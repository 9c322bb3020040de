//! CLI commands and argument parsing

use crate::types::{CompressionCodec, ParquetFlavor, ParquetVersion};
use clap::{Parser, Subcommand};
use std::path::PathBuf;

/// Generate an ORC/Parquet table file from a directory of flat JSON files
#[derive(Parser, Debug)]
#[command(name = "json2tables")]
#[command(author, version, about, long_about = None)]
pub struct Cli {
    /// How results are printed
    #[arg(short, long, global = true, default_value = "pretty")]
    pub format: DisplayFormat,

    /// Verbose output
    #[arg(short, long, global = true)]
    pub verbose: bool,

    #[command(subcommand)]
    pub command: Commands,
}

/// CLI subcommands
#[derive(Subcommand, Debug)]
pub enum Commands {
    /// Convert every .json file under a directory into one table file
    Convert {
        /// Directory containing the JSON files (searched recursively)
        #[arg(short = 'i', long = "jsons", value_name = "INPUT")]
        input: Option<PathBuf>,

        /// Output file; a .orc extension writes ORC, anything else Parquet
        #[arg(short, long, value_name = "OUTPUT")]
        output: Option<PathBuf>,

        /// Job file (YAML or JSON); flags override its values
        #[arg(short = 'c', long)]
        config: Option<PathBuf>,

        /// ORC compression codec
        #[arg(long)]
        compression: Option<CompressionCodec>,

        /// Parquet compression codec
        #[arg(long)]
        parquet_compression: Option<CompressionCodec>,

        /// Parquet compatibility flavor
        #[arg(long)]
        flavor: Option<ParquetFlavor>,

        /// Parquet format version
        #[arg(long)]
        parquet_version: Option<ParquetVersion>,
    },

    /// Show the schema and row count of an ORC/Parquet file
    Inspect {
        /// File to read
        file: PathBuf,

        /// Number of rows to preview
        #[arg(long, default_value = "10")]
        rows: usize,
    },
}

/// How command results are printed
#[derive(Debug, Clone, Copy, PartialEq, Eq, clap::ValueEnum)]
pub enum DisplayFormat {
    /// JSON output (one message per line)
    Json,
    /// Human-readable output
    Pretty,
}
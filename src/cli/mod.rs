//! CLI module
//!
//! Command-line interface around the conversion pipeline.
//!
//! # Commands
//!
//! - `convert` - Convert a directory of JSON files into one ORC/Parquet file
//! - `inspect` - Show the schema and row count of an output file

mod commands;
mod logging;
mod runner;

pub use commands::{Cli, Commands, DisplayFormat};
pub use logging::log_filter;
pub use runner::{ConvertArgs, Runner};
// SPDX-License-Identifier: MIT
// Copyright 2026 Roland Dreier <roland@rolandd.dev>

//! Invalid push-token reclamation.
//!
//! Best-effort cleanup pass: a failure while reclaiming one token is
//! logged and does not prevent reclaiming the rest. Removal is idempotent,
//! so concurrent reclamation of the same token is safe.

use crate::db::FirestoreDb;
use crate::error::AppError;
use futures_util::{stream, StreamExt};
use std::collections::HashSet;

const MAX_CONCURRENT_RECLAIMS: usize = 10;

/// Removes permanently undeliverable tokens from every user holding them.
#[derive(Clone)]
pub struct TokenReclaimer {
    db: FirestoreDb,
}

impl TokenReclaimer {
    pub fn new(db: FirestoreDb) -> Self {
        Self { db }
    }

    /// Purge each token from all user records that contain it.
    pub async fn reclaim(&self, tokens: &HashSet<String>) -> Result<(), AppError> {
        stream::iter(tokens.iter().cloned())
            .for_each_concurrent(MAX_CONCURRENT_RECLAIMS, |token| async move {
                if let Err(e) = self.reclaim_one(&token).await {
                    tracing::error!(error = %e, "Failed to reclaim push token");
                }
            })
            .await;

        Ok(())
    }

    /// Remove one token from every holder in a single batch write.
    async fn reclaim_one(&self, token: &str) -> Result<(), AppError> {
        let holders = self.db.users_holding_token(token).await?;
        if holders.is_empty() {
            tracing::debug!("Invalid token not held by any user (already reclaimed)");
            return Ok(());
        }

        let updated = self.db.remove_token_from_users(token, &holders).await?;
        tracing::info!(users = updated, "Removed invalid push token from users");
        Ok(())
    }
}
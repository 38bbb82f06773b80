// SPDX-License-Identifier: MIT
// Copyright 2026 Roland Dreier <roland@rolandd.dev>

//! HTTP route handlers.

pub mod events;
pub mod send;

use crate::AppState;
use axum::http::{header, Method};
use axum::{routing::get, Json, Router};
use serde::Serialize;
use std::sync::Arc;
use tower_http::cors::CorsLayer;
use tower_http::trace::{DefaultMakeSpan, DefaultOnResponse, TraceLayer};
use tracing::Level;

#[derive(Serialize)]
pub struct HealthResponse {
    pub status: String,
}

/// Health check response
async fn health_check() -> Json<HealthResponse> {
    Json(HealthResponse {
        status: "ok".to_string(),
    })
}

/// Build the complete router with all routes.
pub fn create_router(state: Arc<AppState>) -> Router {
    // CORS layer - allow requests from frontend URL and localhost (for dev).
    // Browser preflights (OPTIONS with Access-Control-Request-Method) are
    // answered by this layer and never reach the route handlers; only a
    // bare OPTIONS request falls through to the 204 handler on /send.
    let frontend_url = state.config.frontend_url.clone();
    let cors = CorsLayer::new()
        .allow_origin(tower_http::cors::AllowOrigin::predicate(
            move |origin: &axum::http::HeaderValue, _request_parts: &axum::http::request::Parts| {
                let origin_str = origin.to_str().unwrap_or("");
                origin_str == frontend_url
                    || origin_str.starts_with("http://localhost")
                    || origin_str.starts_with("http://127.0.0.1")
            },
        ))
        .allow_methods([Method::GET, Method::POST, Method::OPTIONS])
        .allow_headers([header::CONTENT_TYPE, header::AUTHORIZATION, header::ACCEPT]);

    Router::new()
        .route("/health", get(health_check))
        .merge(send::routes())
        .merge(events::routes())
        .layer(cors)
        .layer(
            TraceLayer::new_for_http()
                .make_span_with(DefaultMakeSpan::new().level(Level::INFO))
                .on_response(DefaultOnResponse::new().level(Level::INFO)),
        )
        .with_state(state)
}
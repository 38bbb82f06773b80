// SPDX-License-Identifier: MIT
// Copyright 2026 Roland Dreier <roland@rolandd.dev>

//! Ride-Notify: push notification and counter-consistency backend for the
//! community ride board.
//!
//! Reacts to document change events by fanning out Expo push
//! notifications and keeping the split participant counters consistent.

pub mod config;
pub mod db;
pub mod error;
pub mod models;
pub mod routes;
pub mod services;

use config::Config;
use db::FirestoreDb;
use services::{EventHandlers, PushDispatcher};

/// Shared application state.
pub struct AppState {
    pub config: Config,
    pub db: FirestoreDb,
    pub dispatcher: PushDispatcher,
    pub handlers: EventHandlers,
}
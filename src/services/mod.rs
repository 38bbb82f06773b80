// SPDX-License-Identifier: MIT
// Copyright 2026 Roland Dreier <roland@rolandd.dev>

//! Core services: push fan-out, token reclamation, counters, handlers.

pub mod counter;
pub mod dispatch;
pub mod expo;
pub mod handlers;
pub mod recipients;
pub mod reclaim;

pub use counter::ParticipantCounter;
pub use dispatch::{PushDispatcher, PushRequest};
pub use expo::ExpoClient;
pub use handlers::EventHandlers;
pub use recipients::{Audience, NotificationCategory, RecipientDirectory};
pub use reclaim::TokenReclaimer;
********
Could you reproduce every line of the listing exactly?

repository 9c322bb3020040de
//! CLI commands and argument parsing

use crate::types::{CompressionCodec, ParquetFlavor, ParquetVersion};
use clap::{Parser, Subcommand};
use std::path::PathBuf;

/// Generate an ORC/Parquet table file from a directory of flat JSON files
#[derive(Parser, Debug)]
#[command(name = "json2tables")]
#[command(author, version, about, long_about = None)]
pub struct Cli {
    /// How results are printed
    #[arg(short, long, global = true, default_value = "pretty")]
    pub format: DisplayFormat,

    /// Verbose output
    #[arg(short, long, global = true)]
    pub verbose: bool,

    #[command(subcommand)]
    pub command: Commands,
}

/// CLI subcommands
#[derive(Subcommand, Debug)]
pub enum Commands {
    /// Convert every .json file under a directory into one table file
    Convert {
        /// Directory containing the JSON files (searched recursively)
        #[arg(short = 'i', long = "jsons", value_name = "INPUT")]
        input: Option<PathBuf>,

        /// Output file; a .orc extension writes ORC, anything else Parquet
        #[arg(short, long, value_name = "OUTPUT")]
        output: Option<PathBuf>,

        /// Job file (YAML or JSON); flags override its values
        #[arg(short = 'c', long)]
        config: Option<PathBuf>,

        /// ORC compression codec
        #[arg(long)]
        compression: Option<CompressionCodec>,

        /// Parquet compression codec
        #[arg(long)]
        parquet_compression: Option<CompressionCodec>,

        /// Parquet compatibility flavor
        #[arg(long)]
        flavor: Option<ParquetFlavor>,

        /// Parquet format version
        #[arg(long)]
        parquet_version: Option<ParquetVersion>,
    },

    /// Show the schema and row count of an ORC/Parquet file
    Inspect {
        /// File to read
        file: PathBuf,

        /// Number of rows to preview
        #[arg(long, default_value = "10")]
        rows: usize,
    },
}

/// How command results are printed
#[derive(Debug, Clone, Copy, PartialEq, Eq, clap::ValueEnum)]
pub enum DisplayFormat {
    /// JSON output (one message per line)
    Json,
    /// Human-readable output
    Pretty,
}
filename src/cli/mod.rs
//! CLI module
//!
//! Command-line interface around the conversion pipeline.
//!
//! # Commands
//!
//! - `convert` - Convert a directory of JSON files into one ORC/Parquet file
//! - `inspect` - Show the schema and row count of an output file

mod commands;
mod logging;
mod runner;

pub use commands::{Cli, Commands, DisplayFormat};
pub use logging::log_filter;
pub use runner::{ConvertArgs, Runner};
// SPDX-License-Identifier: MIT
// Copyright 2026 Roland Dreier <roland@rolandd.dev>

//! Invalid push-token reclamation.
//!
//! Best-effort cleanup pass: a failure while reclaiming one token is
//! logged and does not prevent reclaiming the rest. Removal is idempotent,
//! so concurrent reclamation of the same token is safe.

use crate::db::FirestoreDb;
use crate::error::AppError;
use futures_util::{stream, StreamExt};
use std::collections::HashSet;

const MAX_CONCURRENT_RECLAIMS: usize = 10;

/// Removes permanently undeliverable tokens from every user holding them.
#[derive(Clone)]
pub struct TokenReclaimer {
    db: FirestoreDb,
}

impl TokenReclaimer {
    pub fn new(db: FirestoreDb) -> Self {
        Self { db }
    }

    /// Purge each token from all user records that contain it.
    pub async fn reclaim(&self, tokens: &HashSet<String>) -> Result<(), AppError> {
        stream::iter(tokens.iter().cloned())
            .for_each_concurrent(MAX_CONCURRENT_RECLAIMS, |token| async move {
                if let Err(e) = self.reclaim_one(&token).await {
                    tracing::error!(error = %e, "Failed to reclaim push token");
                }
            })
            .await;

        Ok(())
    }

    /// Remove one token from every holder in a single batch write.
    async fn reclaim_one(&self, token: &str) -> Result<(), AppError> {
        let holders = self.db.users_holding_token(token).await?;
        if holders.is_empty() {
            tracing::debug!("Invalid token not held by any user (already reclaimed)");
            return Ok(());
        }

        let updated = self.db.remove_token_from_users(token, &holders).await?;
        tracing::info!(users = updated, "Removed invalid push token from users");
        Ok(())
    }
}
repository 38bbb82f06773b80
// SPDX-License-Identifier: MIT
// Copyright 2026 Roland Dreier <roland@rolandd.dev>

//! HTTP route handlers.

pub mod events;
pub mod send;

use crate::AppState;
use axum::http::{header, Method};
use axum::{routing::get, Json, Router};
use serde::Serialize;
use std::sync::Arc;
use tower_http::cors::CorsLayer;
use tower_http::trace::{DefaultMakeSpan, DefaultOnResponse, TraceLayer};
use tracing::Level;

#[derive(Serialize)]
pub struct HealthResponse {
    pub status: String,
}

/// Health check response
async fn health_check() -> Json<HealthResponse> {
    Json(HealthResponse {
        status: "ok".to_string(),
    })
}

/// Build the complete router with all routes.
pub fn create_router(state: Arc<AppState>) -> Router {
    // CORS layer - allow requests from frontend URL and localhost (for dev).
    // Browser preflights (OPTIONS with Access-Control-Request-Method) are
    // answered by this layer and never reach the route handlers; only a
    // bare OPTIONS request falls through to the 204 handler on /send.
    let frontend_url = state.config.frontend_url.clone();
    let cors = CorsLayer::new()
        .allow_origin(tower_http::cors::AllowOrigin::predicate(
            move |origin: &axum::http::HeaderValue, _request_parts: &axum::http::request::Parts| {
                let origin_str = origin.to_str().unwrap_or("");
                origin_str == frontend_url
                    || origin_str.starts_with("http://localhost")
                    || origin_str.starts_with("http://127.0.0.1")
            },
        ))
        .allow_methods([Method::GET, Method::POST, Method::OPTIONS])
        .allow_headers([header::CONTENT_TYPE, header::AUTHORIZATION, header::ACCEPT]);

    Router::new()
        .route("/health", get(health_check))
        .merge(send::routes())
        .merge(events::routes())
        .layer(cors)
        .layer(
            TraceLayer::new_for_http()
                .make_span_with(DefaultMakeSpan::new().level(Level::INFO))
                .on_response(DefaultOnResponse::new().level(Level::INFO)),
        )
        .with_state(state)
}
repository 38bbb82f06773b80
// SPDX-License-Identifier: MIT
// Copyright 2026 Roland Dreier <roland@rolandd.dev>

//! Ride-Notify: push notification and counter-consistency backend for the
//! community ride board.
//!
//! Reacts to document change events by fanning out Expo push
//! notifications and keeping the split participant counters consistent.

pub mod config;
pub mod db;
pub mod error;
pub mod models;
pub mod routes;
pub mod services;

use config::Config;
use db::FirestoreDb;
use services::{EventHandlers, PushDispatcher};

/// Shared application state.
pub struct AppState {
    pub config: Config,
    pub db: FirestoreDb,
    pub dispatcher: PushDispatcher,
    pub handlers: EventHandlers,
}
filename src/services/mod.rs
repository 38bbb82f06773b80
// SPDX-License-Identifier: MIT
// Copyright 2026 Roland Dreier <roland@rolandd.dev>

//! Core services: push fan-out, token reclamation, counters, handlers.

pub mod counter;
pub mod dispatch;
pub mod expo;
pub mod handlers;
pub mod recipients;
pub mod reclaim;

pub use counter::ParticipantCounter;
pub use dispatch::{PushDispatcher, PushRequest};
pub use expo::ExpoClient;
pub use handlers::EventHandlers;
pub use recipients::{Audience, NotificationCategory, RecipientDirectory};
pub use reclaim::TokenReclaimer;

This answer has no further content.